It Takes Two Neurons to Ride a Bicycle (2004) [pdf] - DoreenMichele
http://paradise.caltech.edu/%7Ecook/papers/TwoNeurons.pdf
======
floatingatoll
NIPS 2004 Demonstrations:

[https://web.archive.org/web/20041204162656/http://www.nips.c...](https://web.archive.org/web/20041204162656/http://www.nips.cc/Conferences/2004/Demonstrations/Demonstrations.php)

Virtual Bicycle — Matthew Cook, California Institute of Technology:

[http://www.paradise.caltech.edu/cook/papers/index.html](http://www.paradise.caltech.edu/cook/papers/index.html)

 _In this work I created an environment in which I assumed learning of higher
order concepts would be necessary. I created a general purpose physics-based
hinged rigid body simulator and used it to simulate a bicycle for a learning
agent to learn to ride. But as others have found in other contexts, most
environments do not require higher order concepts, and in this case it turned
out that a simple two neuron circuit was already sufficient for controlling
the bicycle, indeed, better than a human using the keyboard.

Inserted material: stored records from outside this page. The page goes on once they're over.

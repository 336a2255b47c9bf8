//! Pipeline configuration.
//!
//! Every path, URL and distance used by a run lives here. Values can be
//! read from a TOML file; fields left out of the file keep their defaults.

use std::path::PathBuf;

use serde::{Deserialize, Serialize};
use strum_macros::{Display, EnumString};

/// Geodatabase downloaded when no URL is configured.
pub const DEFAULT_URL: &str = "http://ftp.maps.canada.ca/pub/statcan_statcan/Census_Recensement/census_subdivisions_2016/census_subdivisions_2016_en.gdb.zip";

/// Buffer radius applied to point and line feature classes.
pub const DEFAULT_BUFFER_METRES: f64 = 5000.0;

/// When the working files of a run are deleted.
#[derive(
    Debug,
    Clone,
    Copy,
    Default,
    PartialEq,
    Eq,
    Hash,
    Serialize,
    Deserialize,
    Display,
    EnumString,
)]
#[serde(rename_all = "snake_case")]
#[strum(serialize_all = "snake_case")]
pub enum CleanupPolicy {
    /// Keep everything.
    #[default]
    Never,
    /// Remove working files after a successful run only.
    OnSuccess,
    /// Remove working files whether the run succeeded or failed.
    Always,
}

impl CleanupPolicy {
    /// Whether cleanup should run given the outcome of the run.
    #[must_use]
    pub const fn applies(self, succeeded: bool) -> bool {
        match self {
            Self::Never => false,
            Self::OnSuccess => succeeded,
            Self::Always => true,
        }
    }
}

/// Configuration for one coverage run.
#[derive(Debug, Clone, PartialEq, Serialize, Deserialize)]
#[serde(default, deny_unknown_fields)]
pub struct CoverageConfig {
    /// URL of the zipped geodatabase.
    pub url: String,
    /// Use this local archive instead of downloading `url`.
    pub archive: Option<PathBuf>,
    /// Directory holding the download, extraction and intermediates.
    pub work_dir: PathBuf,
    /// File name of the downloaded archive inside `work_dir`.
    pub archive_name: String,
    /// Container name inside the extracted archive (e.g.
    /// `census_subdivisions_2016_en.gdb`). Discovered when `None`.
    pub container: Option<String>,
    /// Where the GeoJSON document is written.
    pub output: PathBuf,
    /// Buffer radius for point feature classes, in metres.
    pub point_buffer_m: f64,
    /// Buffer radius for line feature classes, in metres.
    pub line_buffer_m: f64,
    /// Write each transform's intermediate layers as GeoJSON.
    pub keep_intermediates: bool,
    /// When to remove the working files.
    pub cleanup: CleanupPolicy,
    /// Reproject feature classes to WGS 84 while reading, when the
    /// container backend supports it.
    pub reproject_to_wgs84: bool,
}

impl Default for CoverageConfig {
    fn default() -> Self {
        Self {
            url: DEFAULT_URL.to_string(),
            archive: None,
            work_dir: PathBuf::from("data/work"),
            archive_name: "download.zip".to_string(),
            container: None,
            output: PathBuf::from("data/output/coverage.geojson"),
            point_buffer_m: DEFAULT_BUFFER_METRES,
            line_buffer_m: DEFAULT_BUFFER_METRES,
            keep_intermediates: false,
            cleanup: CleanupPolicy::Never,
            reproject_to_wgs84: true,
        }
    }
}

#[cfg(test)]
mod tests {
    use super::*;

    #[test]
    fn cleanup_policy_applies() {
        assert!(!CleanupPolicy::Never.applies(true));
        assert!(!CleanupPolicy::Never.applies(false));
        assert!(CleanupPolicy::OnSuccess.applies(true));
        assert!(!CleanupPolicy::OnSuccess.applies(false));
        assert!(CleanupPolicy::Always.applies(false));
    }

    #[test]
    fn cleanup_policy_parses_snake_case() {
        assert_eq!(
            "on_success".parse::<CleanupPolicy>().unwrap(),
            CleanupPolicy::OnSuccess
        );
        assert_eq!(CleanupPolicy::Always.to_string(), "always");
    }

    #[test]
    fn unknown_cleanup_policy_is_a_parse_error() {
        assert_eq!(
            "sometimes".parse::<CleanupPolicy>().unwrap_err(),
            strum::ParseError::VariantNotFound
        );
    }

    #[test]
    fn partial_toml_keeps_defaults() {
        let config: CoverageConfig = toml::from_str(
            r#"
            url = "https://example.com/places.gdb.zip"
            point_buffer_m = 2500.0
            cleanup = "on_success"
            "#,
        )
        .unwrap();

        assert_eq!(config.url, "https://example.com/places.gdb.zip");
        assert!((config.point_buffer_m - 2500.0).abs() < f64::EPSILON);
        assert!((config.line_buffer_m - DEFAULT_BUFFER_METRES).abs() < f64::EPSILON);
        assert_eq!(config.cleanup, CleanupPolicy::OnSuccess);
        assert_eq!(config.archive_name, "download.zip");
    }

    #[test]
    fn unknown_keys_are_rejected() {
        let result = toml::from_str::<CoverageConfig>("buffer = 10.0");
        assert!(result.is_err());
    }
}
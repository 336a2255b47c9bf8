//! Routes each feature class to the transform for its geometry kind.

use gdb_coverage_catalogue::Catalogue;
use gdb_coverage_models::{FeatureClassRef, GeometryKind, SkipReason};

use crate::CoverageError;
use crate::context::PipelineContext;
use crate::transform::{self, Transform};

/// Reads `class` from `catalogue` and runs the matching transform.
///
/// Unsupported kinds and empty classes are recorded as skipped and do
/// not fail the run. Returns the number of polygons appended.
///
/// # Errors
///
/// Returns an error if the class cannot be read or its transform fails.
pub fn process_feature_class(
    ctx: &mut PipelineContext<'_>,
    catalogue: &dyn Catalogue,
    class: &FeatureClassRef,
) -> Result<usize, CoverageError> {
    let transform: Transform = match &class.kind {
        GeometryKind::Polygon => transform::polygon,
        GeometryKind::Point => transform::point,
        GeometryKind::Polyline => transform::line,
        GeometryKind::Unsupported(kind) => {
            ctx.skip(class, SkipReason::UnsupportedKind { kind: kind.clone() });
            return Ok(0);
        }
    };

    let layer = catalogue.read(class)?;
    if layer.is_empty() {
        ctx.skip(class, SkipReason::Empty);
        return Ok(0);
    }

    log::info!(
        "{} is a {} feature class ({} features)",
        class.name,
        class.kind,
        layer.len()
    );

    transform(ctx, class, &layer)
}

The physics simulator was a significant project in itself: I studied rigid
body mechanics (which is more complex than most of us realize) and designed
the simulator explicitly so as to simultaneously exactly preserve both angular
momentum and kinetic energy, as previous simulations of mine (in quantum
mechanics!) had shown me that preserving conserved quantities can be crucial
for getting accurate results. The simulator works nicely, and I later read in
Sam Buss's 2001 paper, Accurate and Efficient Simulation of Rigid Body
Rotations, that my precautions were well warranted.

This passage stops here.